**Task description**
Output only the stretch of the listing that starts at the line containing "entered, without thousands separators." and ends at the line containing "for its lifetime.", reproduced exactly with both ends.

**Extracted records**

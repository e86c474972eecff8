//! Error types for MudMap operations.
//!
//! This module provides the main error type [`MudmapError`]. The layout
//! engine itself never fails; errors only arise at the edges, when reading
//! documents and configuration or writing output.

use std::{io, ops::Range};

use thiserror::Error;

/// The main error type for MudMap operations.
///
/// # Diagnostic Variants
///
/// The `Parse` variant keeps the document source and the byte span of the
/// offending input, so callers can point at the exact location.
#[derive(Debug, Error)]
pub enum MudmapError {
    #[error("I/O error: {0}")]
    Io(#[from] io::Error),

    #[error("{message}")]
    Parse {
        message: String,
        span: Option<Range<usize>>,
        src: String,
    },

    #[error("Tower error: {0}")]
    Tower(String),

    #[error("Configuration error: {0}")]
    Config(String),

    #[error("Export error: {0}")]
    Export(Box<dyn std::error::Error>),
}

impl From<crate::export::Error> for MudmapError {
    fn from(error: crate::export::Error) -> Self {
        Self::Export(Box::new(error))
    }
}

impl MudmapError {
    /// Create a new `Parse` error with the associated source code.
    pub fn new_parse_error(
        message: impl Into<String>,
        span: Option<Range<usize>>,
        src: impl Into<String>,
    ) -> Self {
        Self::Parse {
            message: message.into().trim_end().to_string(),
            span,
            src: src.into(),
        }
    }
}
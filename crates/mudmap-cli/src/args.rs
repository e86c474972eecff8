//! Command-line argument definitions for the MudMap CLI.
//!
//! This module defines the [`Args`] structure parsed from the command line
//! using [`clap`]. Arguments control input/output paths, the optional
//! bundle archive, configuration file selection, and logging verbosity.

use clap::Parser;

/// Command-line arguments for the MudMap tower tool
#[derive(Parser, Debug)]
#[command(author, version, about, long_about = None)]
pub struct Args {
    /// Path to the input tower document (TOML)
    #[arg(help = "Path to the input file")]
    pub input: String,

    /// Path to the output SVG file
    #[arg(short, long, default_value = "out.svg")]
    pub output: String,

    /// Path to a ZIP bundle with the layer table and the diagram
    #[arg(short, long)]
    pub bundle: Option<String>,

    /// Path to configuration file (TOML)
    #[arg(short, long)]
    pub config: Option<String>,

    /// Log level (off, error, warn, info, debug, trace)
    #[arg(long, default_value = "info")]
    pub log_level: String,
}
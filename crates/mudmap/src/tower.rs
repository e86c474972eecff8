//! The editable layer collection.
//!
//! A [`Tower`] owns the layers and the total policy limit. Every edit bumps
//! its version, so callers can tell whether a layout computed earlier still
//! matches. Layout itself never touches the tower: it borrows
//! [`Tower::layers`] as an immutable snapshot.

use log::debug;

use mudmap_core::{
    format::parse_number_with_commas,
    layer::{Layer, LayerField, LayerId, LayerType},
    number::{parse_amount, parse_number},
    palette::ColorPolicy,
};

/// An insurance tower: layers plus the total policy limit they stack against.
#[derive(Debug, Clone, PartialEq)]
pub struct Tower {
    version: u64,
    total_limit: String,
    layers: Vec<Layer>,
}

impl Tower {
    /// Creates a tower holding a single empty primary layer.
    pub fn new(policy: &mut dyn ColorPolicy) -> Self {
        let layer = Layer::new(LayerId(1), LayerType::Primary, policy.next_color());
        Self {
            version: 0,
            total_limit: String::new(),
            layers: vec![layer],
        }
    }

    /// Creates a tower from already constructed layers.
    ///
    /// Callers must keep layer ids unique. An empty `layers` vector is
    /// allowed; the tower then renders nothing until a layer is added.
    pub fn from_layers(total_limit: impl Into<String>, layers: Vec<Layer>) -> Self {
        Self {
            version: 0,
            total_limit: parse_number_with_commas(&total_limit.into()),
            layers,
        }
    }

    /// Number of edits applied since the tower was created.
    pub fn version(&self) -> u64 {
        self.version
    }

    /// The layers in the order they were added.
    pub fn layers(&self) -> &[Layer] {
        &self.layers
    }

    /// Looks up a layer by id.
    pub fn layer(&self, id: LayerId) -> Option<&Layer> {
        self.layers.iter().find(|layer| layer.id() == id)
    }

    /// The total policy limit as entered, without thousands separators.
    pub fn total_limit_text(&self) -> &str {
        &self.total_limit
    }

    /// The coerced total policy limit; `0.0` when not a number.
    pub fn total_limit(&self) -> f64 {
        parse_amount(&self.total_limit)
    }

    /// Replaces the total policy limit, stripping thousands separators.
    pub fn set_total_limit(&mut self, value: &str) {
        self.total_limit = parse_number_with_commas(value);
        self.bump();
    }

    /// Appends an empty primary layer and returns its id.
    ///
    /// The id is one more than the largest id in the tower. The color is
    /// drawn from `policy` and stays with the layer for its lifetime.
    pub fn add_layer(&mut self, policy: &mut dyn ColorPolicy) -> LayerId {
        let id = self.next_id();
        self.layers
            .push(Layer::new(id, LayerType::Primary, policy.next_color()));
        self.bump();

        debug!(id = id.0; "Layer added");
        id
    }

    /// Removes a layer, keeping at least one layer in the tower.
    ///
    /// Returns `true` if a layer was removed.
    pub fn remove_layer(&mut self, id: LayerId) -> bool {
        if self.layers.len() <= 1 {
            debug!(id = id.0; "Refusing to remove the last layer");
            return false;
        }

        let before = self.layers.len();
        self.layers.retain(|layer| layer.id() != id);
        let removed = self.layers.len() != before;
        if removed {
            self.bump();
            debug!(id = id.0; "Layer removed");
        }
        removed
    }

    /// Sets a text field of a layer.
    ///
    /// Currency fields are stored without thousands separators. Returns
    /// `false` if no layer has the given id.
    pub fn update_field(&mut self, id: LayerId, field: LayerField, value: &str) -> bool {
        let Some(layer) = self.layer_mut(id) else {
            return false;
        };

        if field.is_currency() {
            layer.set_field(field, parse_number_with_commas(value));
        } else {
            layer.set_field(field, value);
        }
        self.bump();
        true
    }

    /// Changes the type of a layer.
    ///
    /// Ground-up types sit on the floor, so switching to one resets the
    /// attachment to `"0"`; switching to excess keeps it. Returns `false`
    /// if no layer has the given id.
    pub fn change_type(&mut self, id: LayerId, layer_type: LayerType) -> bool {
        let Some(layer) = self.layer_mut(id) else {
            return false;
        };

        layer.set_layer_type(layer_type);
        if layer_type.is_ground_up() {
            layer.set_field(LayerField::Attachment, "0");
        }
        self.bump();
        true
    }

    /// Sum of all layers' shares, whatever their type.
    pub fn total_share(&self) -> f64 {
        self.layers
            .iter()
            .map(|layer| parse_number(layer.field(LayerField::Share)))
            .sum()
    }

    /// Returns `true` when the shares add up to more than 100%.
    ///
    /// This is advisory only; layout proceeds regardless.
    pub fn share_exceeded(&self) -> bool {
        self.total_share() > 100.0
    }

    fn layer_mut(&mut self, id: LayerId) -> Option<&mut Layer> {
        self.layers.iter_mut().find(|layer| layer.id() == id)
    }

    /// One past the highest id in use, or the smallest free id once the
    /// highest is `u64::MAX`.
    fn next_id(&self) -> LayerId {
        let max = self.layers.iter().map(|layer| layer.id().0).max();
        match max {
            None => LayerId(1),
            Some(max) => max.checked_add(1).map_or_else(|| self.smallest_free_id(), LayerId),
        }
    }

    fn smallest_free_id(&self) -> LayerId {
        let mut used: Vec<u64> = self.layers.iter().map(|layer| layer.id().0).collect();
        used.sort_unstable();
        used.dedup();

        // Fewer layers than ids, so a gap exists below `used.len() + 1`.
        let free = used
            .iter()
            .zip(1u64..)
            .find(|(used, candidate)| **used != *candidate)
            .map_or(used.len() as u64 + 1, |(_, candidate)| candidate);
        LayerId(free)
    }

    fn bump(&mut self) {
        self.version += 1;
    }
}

---

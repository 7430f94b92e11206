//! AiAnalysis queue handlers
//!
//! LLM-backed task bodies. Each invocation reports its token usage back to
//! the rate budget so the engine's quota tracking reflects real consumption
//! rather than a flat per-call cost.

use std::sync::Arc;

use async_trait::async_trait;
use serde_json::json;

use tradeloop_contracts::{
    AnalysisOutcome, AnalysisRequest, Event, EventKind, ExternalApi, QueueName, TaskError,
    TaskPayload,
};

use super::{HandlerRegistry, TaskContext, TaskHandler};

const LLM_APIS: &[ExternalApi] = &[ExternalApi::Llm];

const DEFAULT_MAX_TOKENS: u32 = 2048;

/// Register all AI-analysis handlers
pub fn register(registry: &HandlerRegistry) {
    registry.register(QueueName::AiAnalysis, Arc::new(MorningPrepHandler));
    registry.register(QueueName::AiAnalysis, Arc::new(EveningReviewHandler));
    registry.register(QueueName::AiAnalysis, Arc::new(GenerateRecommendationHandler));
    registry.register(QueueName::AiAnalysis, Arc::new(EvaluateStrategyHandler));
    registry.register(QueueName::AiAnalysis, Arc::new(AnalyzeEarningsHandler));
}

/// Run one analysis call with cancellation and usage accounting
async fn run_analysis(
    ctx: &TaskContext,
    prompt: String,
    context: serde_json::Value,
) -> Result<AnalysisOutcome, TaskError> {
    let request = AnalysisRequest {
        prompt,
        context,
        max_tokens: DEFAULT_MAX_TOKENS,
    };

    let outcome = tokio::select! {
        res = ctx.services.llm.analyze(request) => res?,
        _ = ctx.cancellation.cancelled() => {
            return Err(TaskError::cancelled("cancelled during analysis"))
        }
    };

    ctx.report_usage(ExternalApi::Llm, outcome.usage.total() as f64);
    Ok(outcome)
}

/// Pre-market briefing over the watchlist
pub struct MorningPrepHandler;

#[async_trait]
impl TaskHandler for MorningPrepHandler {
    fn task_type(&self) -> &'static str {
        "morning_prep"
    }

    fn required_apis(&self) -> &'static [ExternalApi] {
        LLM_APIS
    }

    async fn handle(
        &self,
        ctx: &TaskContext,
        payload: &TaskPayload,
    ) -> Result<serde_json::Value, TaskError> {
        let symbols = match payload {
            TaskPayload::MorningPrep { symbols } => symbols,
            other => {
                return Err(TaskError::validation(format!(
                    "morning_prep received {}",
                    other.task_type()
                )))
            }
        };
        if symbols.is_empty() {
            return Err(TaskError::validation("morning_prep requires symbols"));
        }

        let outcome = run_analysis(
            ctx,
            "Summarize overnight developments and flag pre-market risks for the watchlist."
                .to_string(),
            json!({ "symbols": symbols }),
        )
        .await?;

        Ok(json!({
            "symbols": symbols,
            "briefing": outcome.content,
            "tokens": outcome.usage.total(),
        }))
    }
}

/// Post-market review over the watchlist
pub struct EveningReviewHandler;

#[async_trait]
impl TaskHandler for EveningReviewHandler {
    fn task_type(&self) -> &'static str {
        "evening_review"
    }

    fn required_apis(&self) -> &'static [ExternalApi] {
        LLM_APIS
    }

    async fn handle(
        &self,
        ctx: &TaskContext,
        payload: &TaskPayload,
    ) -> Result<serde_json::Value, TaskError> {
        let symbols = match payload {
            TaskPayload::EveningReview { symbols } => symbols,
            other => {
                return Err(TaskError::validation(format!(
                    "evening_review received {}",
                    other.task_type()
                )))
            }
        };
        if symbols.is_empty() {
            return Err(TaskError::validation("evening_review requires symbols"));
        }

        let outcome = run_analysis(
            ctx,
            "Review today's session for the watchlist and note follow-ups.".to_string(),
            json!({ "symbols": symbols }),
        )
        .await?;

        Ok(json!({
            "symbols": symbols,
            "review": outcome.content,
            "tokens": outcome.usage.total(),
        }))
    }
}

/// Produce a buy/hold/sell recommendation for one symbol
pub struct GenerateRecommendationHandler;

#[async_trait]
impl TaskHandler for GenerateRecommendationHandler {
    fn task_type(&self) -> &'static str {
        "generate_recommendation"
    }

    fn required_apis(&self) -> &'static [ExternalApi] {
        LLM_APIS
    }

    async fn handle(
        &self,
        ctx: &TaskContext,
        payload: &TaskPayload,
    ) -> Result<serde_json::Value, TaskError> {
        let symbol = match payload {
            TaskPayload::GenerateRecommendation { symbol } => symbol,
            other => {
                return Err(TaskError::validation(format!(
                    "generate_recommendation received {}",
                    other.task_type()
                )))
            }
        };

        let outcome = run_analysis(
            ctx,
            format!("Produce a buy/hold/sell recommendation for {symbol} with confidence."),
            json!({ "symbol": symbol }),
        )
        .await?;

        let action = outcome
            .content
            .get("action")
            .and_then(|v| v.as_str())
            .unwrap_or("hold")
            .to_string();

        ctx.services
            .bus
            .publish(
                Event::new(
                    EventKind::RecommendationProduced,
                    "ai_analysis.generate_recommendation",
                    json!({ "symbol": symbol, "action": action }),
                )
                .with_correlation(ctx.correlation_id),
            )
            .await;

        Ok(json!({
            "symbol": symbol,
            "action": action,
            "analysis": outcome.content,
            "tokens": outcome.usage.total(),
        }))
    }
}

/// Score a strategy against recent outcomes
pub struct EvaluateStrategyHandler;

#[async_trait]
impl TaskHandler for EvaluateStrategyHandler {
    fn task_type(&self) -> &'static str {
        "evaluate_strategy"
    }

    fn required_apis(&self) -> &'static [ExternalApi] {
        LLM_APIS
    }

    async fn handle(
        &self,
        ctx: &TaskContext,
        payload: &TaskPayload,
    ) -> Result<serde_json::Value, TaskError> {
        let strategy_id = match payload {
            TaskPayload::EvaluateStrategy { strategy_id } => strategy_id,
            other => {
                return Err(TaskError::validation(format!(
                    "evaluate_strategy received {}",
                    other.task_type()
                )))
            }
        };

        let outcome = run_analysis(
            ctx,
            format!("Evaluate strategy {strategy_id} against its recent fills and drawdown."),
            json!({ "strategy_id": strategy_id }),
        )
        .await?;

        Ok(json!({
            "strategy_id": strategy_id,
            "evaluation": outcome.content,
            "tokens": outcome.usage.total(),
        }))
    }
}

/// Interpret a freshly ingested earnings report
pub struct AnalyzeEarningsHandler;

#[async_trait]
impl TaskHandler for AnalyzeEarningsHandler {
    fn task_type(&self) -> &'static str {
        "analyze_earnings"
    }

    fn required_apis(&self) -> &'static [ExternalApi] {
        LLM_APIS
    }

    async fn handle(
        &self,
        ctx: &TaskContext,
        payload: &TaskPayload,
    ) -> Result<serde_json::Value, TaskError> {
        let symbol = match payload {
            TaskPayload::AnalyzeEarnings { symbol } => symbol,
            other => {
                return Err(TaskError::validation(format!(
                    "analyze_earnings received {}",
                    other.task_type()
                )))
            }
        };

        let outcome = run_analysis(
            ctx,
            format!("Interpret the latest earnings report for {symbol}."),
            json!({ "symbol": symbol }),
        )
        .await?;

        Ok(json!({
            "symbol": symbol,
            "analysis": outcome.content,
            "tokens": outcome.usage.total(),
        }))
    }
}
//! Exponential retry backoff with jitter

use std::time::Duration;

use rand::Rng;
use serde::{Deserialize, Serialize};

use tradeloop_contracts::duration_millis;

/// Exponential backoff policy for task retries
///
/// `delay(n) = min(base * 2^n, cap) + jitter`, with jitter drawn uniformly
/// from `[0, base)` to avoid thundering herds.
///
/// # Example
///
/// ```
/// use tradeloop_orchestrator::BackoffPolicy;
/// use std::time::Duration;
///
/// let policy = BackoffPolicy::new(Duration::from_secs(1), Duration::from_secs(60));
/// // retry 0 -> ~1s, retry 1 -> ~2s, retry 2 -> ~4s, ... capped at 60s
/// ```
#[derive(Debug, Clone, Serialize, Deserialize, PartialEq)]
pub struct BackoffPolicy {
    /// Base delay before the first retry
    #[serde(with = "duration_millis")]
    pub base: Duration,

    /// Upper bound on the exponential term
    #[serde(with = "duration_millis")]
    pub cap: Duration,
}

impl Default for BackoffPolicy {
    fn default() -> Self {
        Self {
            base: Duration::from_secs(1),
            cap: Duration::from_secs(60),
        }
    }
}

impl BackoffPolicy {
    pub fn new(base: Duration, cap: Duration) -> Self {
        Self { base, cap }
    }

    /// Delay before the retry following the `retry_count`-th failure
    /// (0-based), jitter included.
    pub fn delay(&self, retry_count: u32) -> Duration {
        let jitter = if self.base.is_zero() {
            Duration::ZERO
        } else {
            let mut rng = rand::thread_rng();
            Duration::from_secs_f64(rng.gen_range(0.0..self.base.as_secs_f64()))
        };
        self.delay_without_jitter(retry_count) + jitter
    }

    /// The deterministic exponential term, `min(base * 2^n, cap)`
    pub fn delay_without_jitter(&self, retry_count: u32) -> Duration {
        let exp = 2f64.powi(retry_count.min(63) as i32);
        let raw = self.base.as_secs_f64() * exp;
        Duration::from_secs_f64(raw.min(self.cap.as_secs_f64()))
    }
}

---

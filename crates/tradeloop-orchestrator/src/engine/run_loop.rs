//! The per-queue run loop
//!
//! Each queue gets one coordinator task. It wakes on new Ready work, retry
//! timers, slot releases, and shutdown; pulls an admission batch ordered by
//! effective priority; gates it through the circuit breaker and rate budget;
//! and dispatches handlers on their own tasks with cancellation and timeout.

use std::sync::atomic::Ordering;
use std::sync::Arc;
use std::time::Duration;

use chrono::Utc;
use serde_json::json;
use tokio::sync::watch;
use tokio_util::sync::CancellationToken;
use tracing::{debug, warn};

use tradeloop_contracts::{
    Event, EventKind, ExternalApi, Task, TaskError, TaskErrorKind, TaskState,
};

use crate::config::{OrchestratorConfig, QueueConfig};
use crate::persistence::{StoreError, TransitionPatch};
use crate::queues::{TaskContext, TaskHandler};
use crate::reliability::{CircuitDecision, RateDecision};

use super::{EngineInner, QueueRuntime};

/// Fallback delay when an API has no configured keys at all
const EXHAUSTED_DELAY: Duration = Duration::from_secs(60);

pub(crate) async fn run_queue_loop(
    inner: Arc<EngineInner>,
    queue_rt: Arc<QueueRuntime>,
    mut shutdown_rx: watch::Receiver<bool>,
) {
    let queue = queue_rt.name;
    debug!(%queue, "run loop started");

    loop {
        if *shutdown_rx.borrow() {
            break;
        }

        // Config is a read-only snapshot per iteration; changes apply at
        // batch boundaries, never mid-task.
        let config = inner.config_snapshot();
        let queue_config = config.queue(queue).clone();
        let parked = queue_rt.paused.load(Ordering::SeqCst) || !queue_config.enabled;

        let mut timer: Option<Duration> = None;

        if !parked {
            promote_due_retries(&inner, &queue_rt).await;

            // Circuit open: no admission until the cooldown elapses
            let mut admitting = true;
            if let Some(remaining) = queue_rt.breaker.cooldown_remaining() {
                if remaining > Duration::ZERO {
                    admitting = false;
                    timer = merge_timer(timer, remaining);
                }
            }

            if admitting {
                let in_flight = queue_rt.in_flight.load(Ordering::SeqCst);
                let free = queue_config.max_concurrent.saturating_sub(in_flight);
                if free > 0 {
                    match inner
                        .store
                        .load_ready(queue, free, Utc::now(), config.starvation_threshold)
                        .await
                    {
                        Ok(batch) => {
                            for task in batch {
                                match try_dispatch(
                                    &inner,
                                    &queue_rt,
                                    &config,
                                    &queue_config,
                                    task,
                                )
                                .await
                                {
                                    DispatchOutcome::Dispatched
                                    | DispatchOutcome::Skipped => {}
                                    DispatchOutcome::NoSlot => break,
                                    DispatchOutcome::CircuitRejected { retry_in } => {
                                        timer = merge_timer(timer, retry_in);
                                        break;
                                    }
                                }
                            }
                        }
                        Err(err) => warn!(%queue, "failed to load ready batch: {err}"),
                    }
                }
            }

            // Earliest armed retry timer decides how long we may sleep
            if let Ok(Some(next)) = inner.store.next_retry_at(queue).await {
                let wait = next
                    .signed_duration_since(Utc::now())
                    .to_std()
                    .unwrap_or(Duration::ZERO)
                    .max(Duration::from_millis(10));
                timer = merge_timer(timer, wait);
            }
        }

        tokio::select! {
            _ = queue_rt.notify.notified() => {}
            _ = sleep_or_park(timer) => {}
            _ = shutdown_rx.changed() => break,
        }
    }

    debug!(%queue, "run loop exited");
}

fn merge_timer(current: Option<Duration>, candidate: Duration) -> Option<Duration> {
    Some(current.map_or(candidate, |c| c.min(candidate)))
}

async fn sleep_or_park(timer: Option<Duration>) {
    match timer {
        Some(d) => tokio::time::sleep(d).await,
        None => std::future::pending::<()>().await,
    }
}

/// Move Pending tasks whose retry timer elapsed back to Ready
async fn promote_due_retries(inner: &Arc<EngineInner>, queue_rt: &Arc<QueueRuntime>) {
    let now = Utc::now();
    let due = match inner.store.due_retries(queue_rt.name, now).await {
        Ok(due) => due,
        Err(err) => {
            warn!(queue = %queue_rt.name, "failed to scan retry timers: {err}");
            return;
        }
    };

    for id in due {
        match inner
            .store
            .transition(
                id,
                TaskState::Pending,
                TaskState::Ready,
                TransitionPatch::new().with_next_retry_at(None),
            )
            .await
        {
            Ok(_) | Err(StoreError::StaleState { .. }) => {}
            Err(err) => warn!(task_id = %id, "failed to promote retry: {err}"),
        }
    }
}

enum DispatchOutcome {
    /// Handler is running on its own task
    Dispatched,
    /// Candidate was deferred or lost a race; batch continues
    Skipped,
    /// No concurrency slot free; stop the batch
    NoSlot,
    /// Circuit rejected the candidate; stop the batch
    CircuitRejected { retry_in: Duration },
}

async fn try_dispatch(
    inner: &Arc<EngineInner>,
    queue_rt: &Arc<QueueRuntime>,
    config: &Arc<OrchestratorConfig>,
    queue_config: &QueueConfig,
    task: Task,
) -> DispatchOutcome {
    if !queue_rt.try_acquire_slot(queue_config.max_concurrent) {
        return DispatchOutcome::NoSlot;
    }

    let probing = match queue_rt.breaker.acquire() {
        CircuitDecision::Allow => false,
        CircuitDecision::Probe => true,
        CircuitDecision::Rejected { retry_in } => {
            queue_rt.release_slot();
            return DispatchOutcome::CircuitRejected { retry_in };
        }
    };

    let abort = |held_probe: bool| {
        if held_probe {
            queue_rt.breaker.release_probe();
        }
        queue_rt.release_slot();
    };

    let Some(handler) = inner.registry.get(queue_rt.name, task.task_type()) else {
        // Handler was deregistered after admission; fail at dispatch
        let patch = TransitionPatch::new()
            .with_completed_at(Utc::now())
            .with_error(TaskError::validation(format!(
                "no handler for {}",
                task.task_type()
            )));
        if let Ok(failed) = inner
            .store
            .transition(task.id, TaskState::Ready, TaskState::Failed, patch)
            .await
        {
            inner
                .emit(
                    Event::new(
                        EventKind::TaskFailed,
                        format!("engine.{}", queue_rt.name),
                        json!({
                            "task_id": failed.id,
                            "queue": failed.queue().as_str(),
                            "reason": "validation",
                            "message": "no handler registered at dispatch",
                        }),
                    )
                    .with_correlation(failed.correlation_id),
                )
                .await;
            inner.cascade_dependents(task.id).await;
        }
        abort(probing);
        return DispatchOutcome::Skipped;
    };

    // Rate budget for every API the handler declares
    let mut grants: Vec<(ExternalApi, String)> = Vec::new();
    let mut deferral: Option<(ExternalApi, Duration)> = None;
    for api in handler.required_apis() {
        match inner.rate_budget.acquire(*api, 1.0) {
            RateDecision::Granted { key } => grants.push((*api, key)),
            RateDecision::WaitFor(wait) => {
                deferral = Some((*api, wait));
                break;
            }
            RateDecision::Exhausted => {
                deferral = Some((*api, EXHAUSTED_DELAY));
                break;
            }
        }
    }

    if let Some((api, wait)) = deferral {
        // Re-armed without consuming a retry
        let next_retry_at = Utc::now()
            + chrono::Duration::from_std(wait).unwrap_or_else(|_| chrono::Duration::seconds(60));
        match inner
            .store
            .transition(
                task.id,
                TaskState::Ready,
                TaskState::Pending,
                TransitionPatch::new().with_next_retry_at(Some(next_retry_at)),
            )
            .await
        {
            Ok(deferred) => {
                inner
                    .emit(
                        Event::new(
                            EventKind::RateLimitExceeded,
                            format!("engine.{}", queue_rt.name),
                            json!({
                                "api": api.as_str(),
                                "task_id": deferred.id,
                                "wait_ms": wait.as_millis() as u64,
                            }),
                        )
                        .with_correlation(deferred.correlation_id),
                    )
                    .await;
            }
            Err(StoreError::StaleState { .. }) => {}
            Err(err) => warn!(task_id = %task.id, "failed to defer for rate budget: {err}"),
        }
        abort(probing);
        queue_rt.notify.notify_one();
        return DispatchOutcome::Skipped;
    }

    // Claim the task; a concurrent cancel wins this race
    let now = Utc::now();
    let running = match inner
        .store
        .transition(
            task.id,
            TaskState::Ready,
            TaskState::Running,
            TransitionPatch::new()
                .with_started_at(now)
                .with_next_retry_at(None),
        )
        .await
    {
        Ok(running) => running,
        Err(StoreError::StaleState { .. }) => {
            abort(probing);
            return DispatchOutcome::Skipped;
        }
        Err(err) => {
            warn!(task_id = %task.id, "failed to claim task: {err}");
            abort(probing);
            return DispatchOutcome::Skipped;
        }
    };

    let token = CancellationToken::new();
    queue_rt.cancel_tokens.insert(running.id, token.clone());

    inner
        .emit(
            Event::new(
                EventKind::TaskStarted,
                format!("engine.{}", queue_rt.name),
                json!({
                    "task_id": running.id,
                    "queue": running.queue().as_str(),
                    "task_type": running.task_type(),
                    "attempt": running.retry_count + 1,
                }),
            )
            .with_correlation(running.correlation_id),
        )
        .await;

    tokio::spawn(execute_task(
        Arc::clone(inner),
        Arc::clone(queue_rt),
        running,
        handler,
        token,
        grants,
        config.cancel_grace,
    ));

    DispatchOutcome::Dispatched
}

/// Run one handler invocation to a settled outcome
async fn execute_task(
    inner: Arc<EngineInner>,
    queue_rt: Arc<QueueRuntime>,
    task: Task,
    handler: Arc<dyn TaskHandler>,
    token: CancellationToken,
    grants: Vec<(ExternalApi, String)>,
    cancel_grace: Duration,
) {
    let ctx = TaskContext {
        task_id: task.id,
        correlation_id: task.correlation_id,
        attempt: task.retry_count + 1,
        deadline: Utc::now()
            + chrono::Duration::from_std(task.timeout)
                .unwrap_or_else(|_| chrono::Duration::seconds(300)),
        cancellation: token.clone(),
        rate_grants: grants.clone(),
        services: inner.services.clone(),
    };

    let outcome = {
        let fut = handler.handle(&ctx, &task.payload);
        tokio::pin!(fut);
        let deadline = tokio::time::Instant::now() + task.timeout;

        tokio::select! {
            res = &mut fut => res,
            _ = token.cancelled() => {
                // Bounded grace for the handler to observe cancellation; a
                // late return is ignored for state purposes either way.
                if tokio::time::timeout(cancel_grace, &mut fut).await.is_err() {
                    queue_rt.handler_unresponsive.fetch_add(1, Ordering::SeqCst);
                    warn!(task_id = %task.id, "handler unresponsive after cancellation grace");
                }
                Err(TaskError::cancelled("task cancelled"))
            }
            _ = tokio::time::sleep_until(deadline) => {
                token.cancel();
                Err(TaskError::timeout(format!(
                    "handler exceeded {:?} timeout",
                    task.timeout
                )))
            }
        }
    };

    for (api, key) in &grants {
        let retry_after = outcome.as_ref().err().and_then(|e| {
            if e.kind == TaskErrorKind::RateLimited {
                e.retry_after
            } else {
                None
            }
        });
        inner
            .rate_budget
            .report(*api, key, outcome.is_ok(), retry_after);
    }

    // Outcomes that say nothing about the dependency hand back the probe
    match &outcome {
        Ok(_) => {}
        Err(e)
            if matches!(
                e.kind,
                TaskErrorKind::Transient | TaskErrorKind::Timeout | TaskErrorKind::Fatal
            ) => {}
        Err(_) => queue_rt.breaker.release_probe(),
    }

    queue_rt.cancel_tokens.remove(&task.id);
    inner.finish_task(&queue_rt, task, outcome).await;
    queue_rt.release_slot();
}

**Expected answer**
    /// The total policy limit as entered, without thousands separators.
    pub fn total_limit_text(&self) -> &str {
        &self.total_limit
    }

    /// The coerced total policy limit; `0.0` when not a number.
    pub fn total_limit(&self) -> f64 {
        parse_amount(&self.total_limit)
    }

    /// Replaces the total policy limit, stripping thousands separators.
    pub fn set_total_limit(&mut self, value: &str) {
        self.total_limit = parse_number_with_commas(value);
        self.bump();
    }

    /// Appends an empty primary layer and returns its id.
    ///
    /// The id is one more than the largest id in the tower. The color is
    /// drawn from `policy` and stays with the layer for its lifetime.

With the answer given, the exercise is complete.